> Records for the exercise:
______
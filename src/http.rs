//! HTTP API for the registrar
//!
//! ## Endpoints
//!
//! - `POST /register` - Register a credential in both stores
//! - `GET  /health` - Health check with row counts
//! - `GET  /stakeholder?rfid={tag}` - Look up one stakeholder
//! - `GET  /stakeholders` - Roster listing, newest first
//! - `POST /update` - Update a stakeholder's profile fields
//! - `POST /renew` - Renew a credential's validity for another year
//!
//! ## Example Usage
//!
//! ```bash
//! curl -X POST -H "Content-Type: application/json" \
//!      -d '{"rfid":"04A1B2C3","role":"student","first_name":"Ana","last_name":"Reyes"}' \
//!      http://localhost:8070/register
//!
//! curl 'http://localhost:8070/stakeholder?rfid=04A1B2C3'
//! ```

use std::net::SocketAddr;
use std::sync::Arc;

use bytes::Bytes;
use chrono::{Months, Utc};
use http_body_util::{BodyExt, Full};
use hyper::body::Incoming;
use hyper::server::conn::http1;
use hyper::service::service_fn;
use hyper::{header, Method, Request, Response, StatusCode};
use hyper_util::rt::TokioIo;
use serde::Deserialize;
use tokio::net::TcpListener;
use tracing::{debug, info, warn};

use crate::db::{self, identity, AccessDb, IdentityDb};
use crate::error::RegistrarError;
use crate::registration::{Registrar, RegistrationRequest, RegistrationResponse};

/// HTTP server state
pub struct HttpServer {
    registrar: Arc<Registrar>,
    identity_db: Arc<IdentityDb>,
    access_db: Arc<AccessDb>,
    bind_addr: SocketAddr,
}

#[derive(Debug, Deserialize)]
struct RenewRequest {
    #[serde(default)]
    rfid: String,
}

impl HttpServer {
    pub fn new(
        registrar: Arc<Registrar>,
        identity_db: Arc<IdentityDb>,
        access_db: Arc<AccessDb>,
        bind_addr: SocketAddr,
    ) -> Self {
        Self {
            registrar,
            identity_db,
            access_db,
            bind_addr,
        }
    }

    /// Run the HTTP server
    pub async fn run(self: Arc<Self>) -> Result<(), RegistrarError> {
        let listener = TcpListener::bind(self.bind_addr).await?;
        info!(addr = %self.bind_addr, "HTTP server listening");

        loop {
            let (stream, remote_addr) = listener.accept().await?;
            let io = TokioIo::new(stream);
            let server = self.clone();

            tokio::spawn(async move {
                let service = service_fn(move |req| {
                    let server = server.clone();
                    async move { server.handle_request(req).await }
                });

                if let Err(err) = http1::Builder::new().serve_connection(io, service).await {
                    warn!(addr = %remote_addr, error = %err, "Connection error");
                }
            });
        }
    }

    /// Route requests to handlers
    async fn handle_request(
        &self,
        req: Request<Incoming>,
    ) -> Result<Response<Full<Bytes>>, hyper::Error> {
        let path = req.uri().path().to_string();
        let query = req.uri().query().unwrap_or("").to_string();
        let method = req.method().clone();

        debug!(method = %method, path = %path, "Incoming request");

        let result = match (method, path.as_str()) {
            (Method::GET, "/health") => self.handle_health(),
            (Method::POST, "/register") => self.handle_register(req).await,
            (Method::GET, "/stakeholder") => self.handle_lookup(&query),
            (Method::GET, "/stakeholders") => self.handle_list(),
            (Method::POST, "/update") => self.handle_update(req).await,
            (Method::POST, "/renew") => self.handle_renew(req).await,
            _ => Ok(json_response(
                StatusCode::NOT_FOUND,
                &serde_json::json!({ "error": "Not found" }),
            )),
        };

        match result {
            Ok(response) => Ok(response),
            Err(err) => {
                warn!(path = %path, error = %err, "Request failed");
                Ok(json_response(
                    StatusCode::INTERNAL_SERVER_ERROR,
                    &serde_json::json!({ "success": false, "message": err.to_string() }),
                ))
            }
        }
    }

    fn handle_health(&self) -> Result<Response<Full<Bytes>>, RegistrarError> {
        let stats = db::stats(&self.identity_db, &self.access_db)?;
        Ok(json_response(
            StatusCode::OK,
            &serde_json::json!({
                "status": "ok",
                "stakeholders": stats.stakeholder_count,
                "links": stats.link_count,
            }),
        ))
    }

    async fn handle_register(
        &self,
        req: Request<Incoming>,
    ) -> Result<Response<Full<Bytes>>, RegistrarError> {
        let request: RegistrationRequest = read_json_body(req).await?;
        let response = self.registrar.register(request);
        let status = if response.success {
            StatusCode::OK
        } else {
            StatusCode::INTERNAL_SERVER_ERROR
        };
        Ok(json_response(status, &response))
    }

    fn handle_lookup(&self, query: &str) -> Result<Response<Full<Bytes>>, RegistrarError> {
        let rfid = query_param(query, "rfid")
            .ok_or_else(|| RegistrarError::Validation("Missing RFID".to_string()))?;

        let row = self
            .identity_db
            .with_conn(|conn| identity::get_by_rfid(conn, rfid.trim()))?;

        match row {
            Some(row) => Ok(json_response(StatusCode::OK, &row)),
            None => Ok(json_response(StatusCode::OK, &serde_json::json!({}))),
        }
    }

    fn handle_list(&self) -> Result<Response<Full<Bytes>>, RegistrarError> {
        let rows = self.identity_db.with_conn(identity::list_stakeholders)?;
        Ok(json_response(StatusCode::OK, &rows))
    }

    async fn handle_update(
        &self,
        req: Request<Incoming>,
    ) -> Result<Response<Full<Bytes>>, RegistrarError> {
        let mut update: identity::StakeholderUpdate = read_json_body(req).await?;
        update.rfid = update.rfid.trim().to_string();
        if update.rfid.is_empty() {
            return Ok(json_response(
                StatusCode::OK,
                &RegistrationResponse::failed("No RFID provided."),
            ));
        }

        let updated = self
            .identity_db
            .with_conn(|conn| identity::update_stakeholder(conn, &update))?;

        let response = if updated {
            info!(rfid = %update.rfid, "Stakeholder profile updated");
            RegistrationResponse::ok("Stakeholder updated successfully.")
        } else {
            RegistrationResponse::failed(format!("RFID {} is not registered.", update.rfid))
        };

        Ok(json_response(StatusCode::OK, &response))
    }

    async fn handle_renew(
        &self,
        req: Request<Incoming>,
    ) -> Result<Response<Full<Bytes>>, RegistrarError> {
        let request: RenewRequest = read_json_body(req).await?;
        let rfid = request.rfid.trim().to_string();
        if rfid.is_empty() {
            return Ok(json_response(
                StatusCode::OK,
                &RegistrationResponse::failed("No RFID provided."),
            ));
        }

        let renewed = self
            .identity_db
            .with_conn(|conn| identity::renew_validity(conn, &rfid))?;

        let response = if renewed {
            let expiry = Utc::now()
                .date_naive()
                .checked_add_months(Months::new(12))
                .map(|d| d.to_string())
                .unwrap_or_default();
            info!(rfid = %rfid, expiry = %expiry, "Validity renewed");
            RegistrationResponse::ok(format!(
                "RFID {} renewed successfully. New expiration: {}",
                rfid, expiry
            ))
        } else {
            RegistrationResponse::failed(format!("RFID {} is not registered.", rfid))
        };

        Ok(json_response(StatusCode::OK, &response))
    }
}

/// Collect and deserialize a JSON request body
async fn read_json_body<T: serde::de::DeserializeOwned>(
    req: Request<Incoming>,
) -> Result<T, RegistrarError> {
    let body = req
        .into_body()
        .collect()
        .await
        .map_err(|e| RegistrarError::Validation(format!("Failed to read body: {}", e)))?
        .to_bytes();

    if body.is_empty() {
        return Err(RegistrarError::Validation("No data received".to_string()));
    }

    serde_json::from_slice(&body)
        .map_err(|e| RegistrarError::Validation(format!("Invalid JSON: {}", e)))
}

/// Extract one query-string parameter
fn query_param(query: &str, name: &str) -> Option<String> {
    url::form_urlencoded::parse(query.as_bytes())
        .find(|(key, _)| key == name)
        .map(|(_, value)| value.into_owned())
}

/// Build a JSON response
fn json_response<T: serde::Serialize>(status: StatusCode, body: &T) -> Response<Full<Bytes>> {
    let json = serde_json::to_vec(body).unwrap_or_else(|_| b"{}".to_vec());
    Response::builder()
        .status(status)
        .header(header::CONTENT_TYPE, "application/json")
        .body(Full::new(Bytes::from(json)))
        .unwrap_or_else(|_| Response::new(Full::new(Bytes::new())))
}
______
> About this task: Retype exactly the lines from the first line of the records above through the line containing "## Example Usage", both included, and nothing else.

> Result of this exercise:
filename src/http.rs
//! HTTP API for the registrar
//!
//! ## Endpoints
//!
//! - `POST /register` - Register a credential in both stores
//! - `GET  /health` - Health check with row counts
//! - `GET  /stakeholder?rfid={tag}` - Look up one stakeholder
//! - `GET  /stakeholders` - Roster listing, newest first
//! - `POST /update` - Update a stakeholder's profile fields
//! - `POST /renew` - Renew a credential's validity for another year
//!
//! ## Example Usage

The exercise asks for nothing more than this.